_What you will do_.
Search the data for the word "TimeoutLayer" and copy every line that contains it.

[[ Provided data open ]]

use crate::{
    auth::ActorContext,
    entities::{
        invoice_item::{self, Entity as InvoiceItem, InvoiceItemType},
        job_card::{self, Entity as JobCard, JobStatus},
        payment::{self, Entity as Payment},
        requisition_item::{self, Entity as RequisitionItem, RequisitionStatus},
        service_invoice::{
            self, compute_totals, Entity as ServiceInvoice, InvoiceStatus, PaymentStatus,
            SETTLEMENT_EPSILON,
        },
        service_task::{self, Entity as ServiceTask},
    },
    errors::ServiceError,
    events::{outbox, Event, EventSender},
    services::job_cards::{parse_job_status, transition_job},
};
use chrono::{Datelike, Utc};
use rust_decimal::Decimal;
use sea_orm::{
    ActiveModelTrait, ColumnTrait, DatabaseConnection, EntityTrait, PaginatorTrait, QueryFilter,
    QueryOrder, QuerySelect, Set, TransactionError, TransactionTrait,
};
use serde::{Deserialize, Serialize};
use std::sync::Arc;
use tracing::{info, instrument};
use uuid::Uuid;

#[derive(Debug, Clone, Deserialize)]
pub struct GenerateInvoiceRequest {
    /// Tax percentage for this invoice; the configured rate when absent.
    pub tax_pct: Option<Decimal>,
    /// Discount as a percentage of the subtotal; no discount when absent.
    pub discount_pct: Option<Decimal>,
    pub notes: Option<String>,
}

#[derive(Debug, Clone, Deserialize)]
pub struct RecordPaymentRequest {
    pub amount: Decimal,
    pub method: String,
    pub reference: Option<String>,
    pub notes: Option<String>,
}

#[derive(Debug, Clone, Serialize)]
pub struct InvoiceDetail {
    pub invoice: service_invoice::Model,
    pub items: Vec<invoice_item::Model>,
    pub payments: Vec<payment::Model>,
}

pub struct InvoicingService {
    db: Arc<DatabaseConnection>,
    event_sender: Arc<EventSender>,
    /// Flat rate billed per labor task.
    labor_rate: Decimal,
    /// Tax percentage applied to the post-discount amount.
    tax_rate_percent: Decimal,
}
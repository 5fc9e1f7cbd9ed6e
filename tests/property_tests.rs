use proptest::prelude::*;
use rust_decimal::Decimal;
use rust_decimal_macros::dec;
use workshop_api::entities::{
    inventory_movement::MovementType,
    product::StockStatus,
    requisition_item::{derive_group_status, RequisitionStatus},
    service_invoice::{compute_totals, PaymentStatus, SETTLEMENT_EPSILON},
};

/// Monetary amounts in whole cents, up to 10,000.00.
fn money() -> impl Strategy<Value = Decimal> {
    (0i64..=1_000_000).prop_map(|cents| Decimal::new(cents, 2))
}

/// Tax rates between 0.00% and 100.00%.
fn tax_rate() -> impl Strategy<Value = Decimal> {
    (0i64..=10_000).prop_map(|basis| Decimal::new(basis, 2))
}

fn requisition_status() -> impl Strategy<Value = RequisitionStatus> {
    prop_oneof![
        Just(RequisitionStatus::Pending),
        Just(RequisitionStatus::Approved),
        Just(RequisitionStatus::Rejected),
        Just(RequisitionStatus::Returned),
    ]
}

proptest! {
    #[test]
    fn invoice_totals_are_internally_consistent(
        subtotal in money(),
        discount in money(),
        rate in tax_rate(),
    ) {
        let (tax, grand) = compute_totals(subtotal, discount, rate);
        let taxable = (subtotal - discount).max(Decimal::ZERO);

        prop_assert!(tax >= Decimal::ZERO);
        prop_assert!(grand >= Decimal::ZERO);
        // Inputs carry cent precision, so the rounded sum is exact.
        prop_assert_eq!(grand, taxable + tax);
        // The rounded tax stays within half a cent of the exact figure.
        let exact = taxable * rate / dec!(100);
        prop_assert!((tax - exact).abs() <= dec!(0.005));

        if discount >= subtotal {
            prop_assert_eq!(grand, Decimal::ZERO);
        }
    }

    #[test]
    fn payment_ledger_conserves_the_grand_total(
        grand_cents in 1i64..=1_000_000,
        attempts in proptest::collection::vec(0i64..=1_000_000, 0..12),
    ) {
        let grand = Decimal::new(grand_cents, 2);
        let mut paid = Decimal::ZERO;
        let mut due = grand;

        for cents in attempts {
            let amount = Decimal::new(cents, 2);
            // Mirror the acceptance rules: positive amount, an open balance,
            // and no overshoot beyond the settlement tolerance.
            if amount <= Decimal::ZERO
                || due <= SETTLEMENT_EPSILON
                || amount > due + SETTLEMENT_EPSILON
            {
                continue;
            }
            paid += amount;
            due = grand - paid;

            prop_assert_eq!(paid + due, grand);
            prop_assert!(due >= -SETTLEMENT_EPSILON);
            match PaymentStatus::derive(paid, due) {
                PaymentStatus::Paid => prop_assert!(due <= SETTLEMENT_EPSILON),
                PaymentStatus::Partial => prop_assert!(due > SETTLEMENT_EPSILON),
                PaymentStatus::Unpaid => prop_assert!(paid == Decimal::ZERO),
            }
        }
    }

    #[test]
    fn movement_arithmetic_and_direction_agree(
        before in -10_000i32..=10_000,
        delta in -10_000i32..=10_000,
    ) {
        let after = before + delta;
        prop_assert_eq!(after - before, delta);

        let movement = MovementType::from_delta(delta);
        if delta < 0 {
            prop_assert_eq!(movement, MovementType::StockOut);
        } else {
            prop_assert_eq!(movement, MovementType::StockIn);
        }
    }

    #[test]
    fn stock_status_is_monotone_in_quantity(
        q1 in -100i32..=100,
        q2 in -100i32..=100,
        threshold in 0i32..=50,
    ) {
        fn rank(status: StockStatus) -> u8 {
            match status {
                StockStatus::OutOfStock => 0,
                StockStatus::LowStock => 1,
                StockStatus::InStock => 2,
            }
        }
        let (lo, hi) = if q1 <= q2 { (q1, q2) } else { (q2, q1) };
        prop_assert!(
            rank(StockStatus::derive(lo, threshold)) <= rank(StockStatus::derive(hi, threshold))
        );
    }

    #[test]
    fn group_status_rejection_wins_then_pending(
        statuses in proptest::collection::vec(requisition_status(), 1..10),
    ) {
        let derived = derive_group_status(&statuses);
        if statuses.contains(&RequisitionStatus::Rejected) {
            prop_assert_eq!(derived, RequisitionStatus::Rejected);
        } else if statuses.contains(&RequisitionStatus::Pending) {
            prop_assert_eq!(derived, RequisitionStatus::Pending);
        } else {
            prop_assert_eq!(derived, RequisitionStatus::Approved);
        }
    }
}
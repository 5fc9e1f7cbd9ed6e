use chrono::{DateTime, Utc};
use sea_orm::entity::prelude::*;
use serde::{Deserialize, Serialize};
use uuid::Uuid;

/// Immutable audit record of one stock change.
///
/// Created once per ledger operation, never updated or deleted.
/// Invariant: `quantity_after == quantity_before + quantity_change`, and
/// `quantity_after` equals the product's `stock_quantity` at the moment the
/// enclosing transaction commits.
#[derive(Clone, Debug, PartialEq, DeriveEntityModel, Serialize, Deserialize)]
#[sea_orm(table_name = "inventory_movements")]
pub struct Model {
    #[sea_orm(primary_key, auto_increment = false)]
    pub id: Uuid,
    pub dealer_id: Uuid,
    pub product_id: Uuid,
    pub batch_id: Option<Uuid>,
    /// "stock_in" or "stock_out".
    pub movement_type: String,
    pub quantity_before: i32,
    /// Signed delta applied to the product quantity.
    pub quantity_change: i32,
    pub quantity_after: i32,
    /// What caused the movement: requisition, requisition_return, adjustment, sale.
    pub reference_type: String,
    pub reference_id: Uuid,
    pub reason: Option<String>,
    pub performed_by: Uuid,
    pub created_at: DateTime<Utc>,
}

#[derive(Copy, Clone, Debug, EnumIter, DeriveRelation)]
pub enum Relation {
    #[sea_orm(
        belongs_to = "super::product::Entity",
        from = "Column::ProductId",
        to = "super::product::Column::Id"
    )]
    Product,
}

impl Related<super::product::Entity> for Entity {
    fn to() -> RelationDef {
        Relation::Product.def()
    }
}

impl ActiveModelBehavior for ActiveModel {}

#[derive(Debug, Clone, Copy, PartialEq, Eq, strum::Display, strum::EnumString)]
#[strum(serialize_all = "snake_case")]
pub enum MovementType {
    StockIn,
    StockOut,
}

impl MovementType {
    /// Movement direction implied by a signed quantity delta.
    pub fn from_delta(delta: i32) -> Self {
        if delta >= 0 {
            MovementType::StockIn
        } else {
            MovementType::StockOut
        }
    }
}

/// What a movement is bookkeeping for.
#[derive(Debug, Clone, Copy, PartialEq, Eq, strum::Display, strum::EnumString)]
#[strum(serialize_all = "snake_case")]
pub enum ReferenceType {
    Requisition,
    RequisitionReturn,
    Adjustment,
    Sale,
}
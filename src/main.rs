use std::{net::SocketAddr, sync::Arc, time::Duration};

use axum::{routing::get, Router};
use rust_decimal::{prelude::FromPrimitive, Decimal};
use tokio::{signal, sync::mpsc};
use tower_http::{
    compression::CompressionLayer, cors::CorsLayer, timeout::TimeoutLayer, trace::TraceLayer,
};
use tracing::{error, info};

use workshop_api as api;

#[tokio::main]
async fn main() -> Result<(), Box<dyn std::error::Error>> {
    let cfg = api::config::load_config()?;
    api::config::init_tracing(cfg.log_level(), cfg.log_json);

    // Init DB
    let db_pool = api::db::establish_connection_from_app_config(&cfg).await?;
    if cfg.auto_migrate {
        api::db::run_migrations(&db_pool).await.map_err(|e| {
            error!("Failed running migrations: {}", e);
            e
        })?;
    }
    let db_arc = Arc::new(db_pool);

    // Init events
    let (event_tx, event_rx) = mpsc::channel(cfg.event_channel_capacity);
    let event_sender = Arc::new(api::events::EventSender::new(event_tx));
    tokio::spawn(api::events::process_events(event_rx));

    // Start outbox worker (no-op on non-Postgres backends)
    api::events::outbox::start_worker(db_arc.clone(), (*event_sender).clone()).await;

    let labor_rate = Decimal::from_f64(cfg.labor_rate)
        .ok_or("labor_rate is not representable as a decimal")?;
    let tax_rate_percent = Decimal::from_f64(cfg.tax_rate_percent)
        .ok_or("tax_rate_percent is not representable as a decimal")?;

    // Aggregate app services used by HTTP handlers
    let services = api::handlers::AppServices::new(
        db_arc.clone(),
        event_sender.clone(),
        labor_rate,
        tax_rate_percent,
    );

    let app_state = api::AppState {
        db: db_arc.clone(),
        config: cfg.clone(),
        event_sender,
        services,
    };

    let cors_layer = if cfg.is_development() {
        CorsLayer::permissive()
    } else {
        CorsLayer::new()
    };

    let app = Router::<api::AppState>::new()
        .route("/", get(|| async { "workshop-api up" }))
        .nest("/api/v1", api::api_v1_routes())
        .layer(TraceLayer::new_for_http())
        .layer(CompressionLayer::new())
        .layer(TimeoutLayer::new(Duration::from_secs(30)))
        .layer(cors_layer)
        .with_state(app_state);

    let addr: SocketAddr = format!("{}:{}", cfg.host, cfg.port).parse()?;
    info!("workshop-api listening on http://{}", addr);
    let listener = tokio::net::TcpListener::bind(addr).await?;

    axum::serve(listener, app.into_make_service())
        .with_graceful_shutdown(shutdown_signal())
        .await?;

    Ok(())
}

async fn shutdown_signal() {
    let ctrl_c = async {
        signal::ctrl_c()
            .await
            .expect("failed to install Ctrl+C handler");
    };

    #[cfg(unix)]
    let terminate = async {
        use tokio::signal::unix::{signal, SignalKind};

        let mut sigterm =
            signal(SignalKind::terminate()).expect("failed to install signal handler");
        sigterm.recv().await;
    };

    #[cfg(not(unix))]
    let terminate = std::future::pending::<()>();

    tokio::select! {
        _ = ctrl_c => {},
        _ = terminate => {},
    }
}
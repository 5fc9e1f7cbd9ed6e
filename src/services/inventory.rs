use crate::{
    auth::ActorContext,
    entities::{
        inventory_movement::{self, Entity as InventoryMovement, MovementType, ReferenceType},
        product::{self, Entity as Product, StockStatus},
    },
    errors::ServiceError,
    events::{Event, EventSender},
};
use chrono::Utc;
use sea_orm::{
    ActiveModelTrait, ColumnTrait, ConnectionTrait, DatabaseConnection, EntityTrait, PaginatorTrait,
    QueryFilter, QueryOrder, QuerySelect, Set, TransactionError, TransactionTrait,
};
use std::sync::Arc;
use tracing::{info, instrument};
use uuid::Uuid;

/// One requested change to a product's stock, applied inside a caller-owned
/// transaction.
#[derive(Debug, Clone)]
pub struct StockChange {
    pub dealer_id: Uuid,
    pub product_id: Uuid,
    pub batch_id: Option<Uuid>,
    /// Signed delta; negative debits stock.
    pub delta: i32,
    pub reference_type: ReferenceType,
    pub reference_id: Uuid,
    pub reason: Option<String>,
    pub performed_by: Uuid,
}

/// Applies one stock change as a read-modify-write over the locked product
/// row and records the matching movement. This is the only code path that
/// mutates `stock_quantity`, so the ledger stays complete.
///
/// The product row is taken `FOR UPDATE` so concurrent changes serialize;
/// the resulting quantity may go negative and is tolerated.
pub(crate) async fn apply_stock_change<C: ConnectionTrait>(
    txn: &C,
    change: StockChange,
) -> Result<inventory_movement::Model, ServiceError> {
    let product = Product::find_by_id(change.product_id)
        .lock_exclusive()
        .one(txn)
        .await
        .map_err(ServiceError::db_error)?
        .ok_or_else(|| {
            ServiceError::NotFound(format!("product {} not found", change.product_id))
        })?;

    if product.dealer_id != change.dealer_id {
        return Err(ServiceError::Forbidden(
            "product belongs to another dealer".to_string(),
        ));
    }

    let quantity_before = product.stock_quantity;
    let quantity_after = quantity_before + change.delta;
    let new_status = StockStatus::derive(quantity_after, product.low_stock_threshold);

    let mut active_product: product::ActiveModel = product.into();
    active_product.stock_quantity = Set(quantity_after);
    active_product.stock_status = Set(new_status.to_string());
    active_product.updated_at = Set(Some(Utc::now()));
    active_product
        .update(txn)
        .await
        .map_err(ServiceError::db_error)?;

    let movement = inventory_movement::ActiveModel {
        id: Set(Uuid::new_v4()),
        dealer_id: Set(change.dealer_id),
        product_id: Set(change.product_id),
        batch_id: Set(change.batch_id),
        movement_type: Set(MovementType::from_delta(change.delta).to_string()),
        quantity_before: Set(quantity_before),
        quantity_change: Set(change.delta),
        quantity_after: Set(quantity_after),
        reference_type: Set(change.reference_type.to_string()),
        reference_id: Set(change.reference_id),
        reason: Set(change.reason),
        performed_by: Set(change.performed_by),
        created_at: Set(Utc::now()),
    };
    let movement = movement.insert(txn).await.map_err(ServiceError::db_error)?;

    Ok(movement)
}

pub struct InventoryService {
    db: Arc<DatabaseConnection>,
    event_sender: Arc<EventSender>,
}

impl InventoryService {
    pub fn new(db: Arc<DatabaseConnection>, event_sender: Arc<EventSender>) -> Self {
        Self { db, event_sender }
    }

    /// Direct manual stock change outside the requisition/adjustment flows,
    /// e.g. an over-the-counter sale or goods receipt.
    #[instrument(skip(self, actor))]
    pub async fn adjust_stock(
        &self,
        actor: &ActorContext,
        product_id: Uuid,
        delta: i32,
        reference_type: ReferenceType,
        reference_id: Uuid,
        reason: Option<String>,
    ) -> Result<inventory_movement::Model, ServiceError> {
        if delta == 0 {
            return Err(ServiceError::ValidationError(
                "stock change must be non-zero".to_string(),
            ));
        }

        let change = StockChange {
            dealer_id: actor.dealer_id,
            product_id,
            batch_id: None,
            delta,
            reference_type,
            reference_id,
            reason,
            performed_by: actor.actor_id,
        };

        let movement = self
            .db
            .transaction::<_, inventory_movement::Model, ServiceError>(move |txn| {
                Box::pin(async move { apply_stock_change(txn, change).await })
            })
            .await
            .map_err(|e| match e {
                TransactionError::Connection(db_err) => ServiceError::db_error(db_err),
                TransactionError::Transaction(service_err) => service_err,
            })?;

        info!(
            "stock adjusted: product={} change={} after={}",
            product_id, movement.quantity_change, movement.quantity_after
        );

        self.event_sender
            .send_or_log(Event::StockMovementRecorded {
                product_id,
                movement_id: movement.id,
                quantity_before: movement.quantity_before,
                quantity_change: movement.quantity_change,
                quantity_after: movement.quantity_after,
                reference_type: movement.reference_type.clone(),
            })
            .await;

        Ok(movement)
    }

    /// Movement history for one product, newest first.
    #[instrument(skip(self, actor))]
    pub async fn list_movements(
        &self,
        actor: &ActorContext,
        product_id: Uuid,
        page: u64,
        per_page: u64,
    ) -> Result<(Vec<inventory_movement::Model>, u64), ServiceError> {
        let product = Product::find_by_id(product_id)
            .one(self.db.as_ref())
            .await
            .map_err(ServiceError::db_error)?
            .ok_or_else(|| ServiceError::NotFound(format!("product {} not found", product_id)))?;
        actor.ensure_dealer(product.dealer_id)?;

        let paginator = InventoryMovement::find()
            .filter(inventory_movement::Column::ProductId.eq(product_id))
            .order_by_desc(inventory_movement::Column::CreatedAt)
            .paginate(self.db.as_ref(), per_page.max(1));

        let total = paginator.num_items().await.map_err(ServiceError::db_error)?;
        let movements = paginator
            .fetch_page(page.saturating_sub(1))
            .await
            .map_err(ServiceError::db_error)?;

        Ok((movements, total))
    }

    #[instrument(skip(self, actor))]
    pub async fn get_product(
        &self,
        actor: &ActorContext,
        product_id: Uuid,
    ) -> Result<product::Model, ServiceError> {
        let product = Product::find_by_id(product_id)
            .one(self.db.as_ref())
            .await
            .map_err(ServiceError::db_error)?
            .ok_or_else(|| ServiceError::NotFound(format!("product {} not found", product_id)))?;
        actor.ensure_dealer(product.dealer_id)?;
        Ok(product)
    }

    /// Products for the actor's dealer, low-stock first.
    #[instrument(skip(self, actor))]
    pub async fn list_products(
        &self,
        actor: &ActorContext,
        page: u64,
        per_page: u64,
    ) -> Result<(Vec<product::Model>, u64), ServiceError> {
        let paginator = Product::find()
            .filter(product::Column::DealerId.eq(actor.dealer_id))
            .order_by_asc(product::Column::StockQuantity)
            .paginate(self.db.as_ref(), per_page.max(1));

        let total = paginator.num_items().await.map_err(ServiceError::db_error)?;
        let products = paginator
            .fetch_page(page.saturating_sub(1))
            .await
            .map_err(ServiceError::db_error)?;

        Ok((products, total))
    }
}
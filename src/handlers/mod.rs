use crate::{
    events::EventSender,
    services::{
        InventoryService, InvoicingService, JobCardService, QcService, RequisitionService,
        StockAdjustmentService,
    },
};
use rust_decimal::Decimal;
use sea_orm::DatabaseConnection;
use std::sync::Arc;

pub mod common;
pub mod inventory;
pub mod invoices;
pub mod job_cards;
pub mod qc;
pub mod requisitions;
pub mod stock_adjustments;

/// Container for the application's domain services, shared across handlers.
#[derive(Clone)]
pub struct AppServices {
    pub inventory: Arc<InventoryService>,
    pub requisitions: Arc<RequisitionService>,
    pub stock_adjustments: Arc<StockAdjustmentService>,
    pub job_cards: Arc<JobCardService>,
    pub qc: Arc<QcService>,
    pub invoicing: Arc<InvoicingService>,
}

impl AppServices {
    pub fn new(
        db: Arc<DatabaseConnection>,
        event_sender: Arc<EventSender>,
        labor_rate: Decimal,
        tax_rate_percent: Decimal,
    ) -> Self {
        Self {
            inventory: Arc::new(InventoryService::new(db.clone(), event_sender.clone())),
            requisitions: Arc::new(RequisitionService::new(db.clone(), event_sender.clone())),
            stock_adjustments: Arc::new(StockAdjustmentService::new(
                db.clone(),
                event_sender.clone(),
            )),
            job_cards: Arc::new(JobCardService::new(db.clone(), event_sender.clone())),
            qc: Arc::new(QcService::new(db.clone(), event_sender.clone())),
            invoicing: Arc::new(InvoicingService::new(
                db,
                event_sender,
                labor_rate,
                tax_rate_percent,
            )),
        }
    }
}
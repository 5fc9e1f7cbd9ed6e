pub mod inventory;
pub mod invoicing;
pub mod job_cards;
pub mod qc;
pub mod requisitions;
pub mod stock_adjustments;

pub use inventory::InventoryService;
pub use invoicing::InvoicingService;
pub use job_cards::JobCardService;
pub use qc::QcService;
pub use requisitions::RequisitionService;
pub use stock_adjustments::StockAdjustmentService;
use axum::{
    extract::{Path, Query, State},
    response::IntoResponse,
    routing::{get, post},
    Json, Router,
};
use rust_decimal::Decimal;
use serde::Deserialize;
use uuid::Uuid;

use crate::{
    auth::ActorContext,
    errors::ServiceError,
    handlers::common::{created_response, success_response, PaginatedResponse, PaginationParams},
    services::invoicing::{GenerateInvoiceRequest, RecordPaymentRequest},
    AppState,
};

#[derive(Debug, Deserialize)]
pub struct CreateInvoiceRequest {
    pub job_card_id: Uuid,
    pub tax_pct: Option<Decimal>,
    pub discount_pct: Option<Decimal>,
    pub notes: Option<String>,
}

async fn generate_invoice(
    State(state): State<AppState>,
    actor: ActorContext,
    Json(payload): Json<CreateInvoiceRequest>,
) -> Result<impl IntoResponse, ServiceError> {
    let detail = state
        .services
        .invoicing
        .generate_invoice(
            &actor,
            payload.job_card_id,
            GenerateInvoiceRequest {
                tax_pct: payload.tax_pct,
                discount_pct: payload.discount_pct,
                notes: payload.notes,
            },
        )
        .await?;
    Ok(created_response(detail))
}

async fn list_invoices(
    State(state): State<AppState>,
    actor: ActorContext,
    Query(pagination): Query<PaginationParams>,
) -> Result<impl IntoResponse, ServiceError> {
    let (page, per_page) = pagination.clamped(state.config.api_max_page_size as u64);
    let (invoices, total) = state
        .services
        .invoicing
        .list(&actor, page, per_page)
        .await?;
    Ok(success_response(PaginatedResponse::new(
        invoices, page, per_page, total,
    )))
}

async fn get_invoice(
    State(state): State<AppState>,
    actor: ActorContext,
    Path(invoice_id): Path<Uuid>,
) -> Result<impl IntoResponse, ServiceError> {
    let detail = state.services.invoicing.get(&actor, invoice_id).await?;
    Ok(success_response(detail))
}

async fn record_payment(
    State(state): State<AppState>,
    actor: ActorContext,
    Path(invoice_id): Path<Uuid>,
    Json(payload): Json<RecordPaymentRequest>,
) -> Result<impl IntoResponse, ServiceError> {
    let detail = state
        .services
        .invoicing
        .record_payment(&actor, invoice_id, payload)
        .await?;
    Ok(success_response(detail))
}

pub fn invoice_routes() -> Router<AppState> {
    Router::new()
        .route("/", post(generate_invoice).get(list_invoices))
        .route("/:id", get(get_invoice))
        .route("/:id/payments", post(record_payment))
}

[[ Provided data closed ]]

_Exercise answer_.
    compression::CompressionLayer, cors::CorsLayer, timeout::TimeoutLayer, trace::TraceLayer,
        .layer(TimeoutLayer::new(Duration::from_secs(30)))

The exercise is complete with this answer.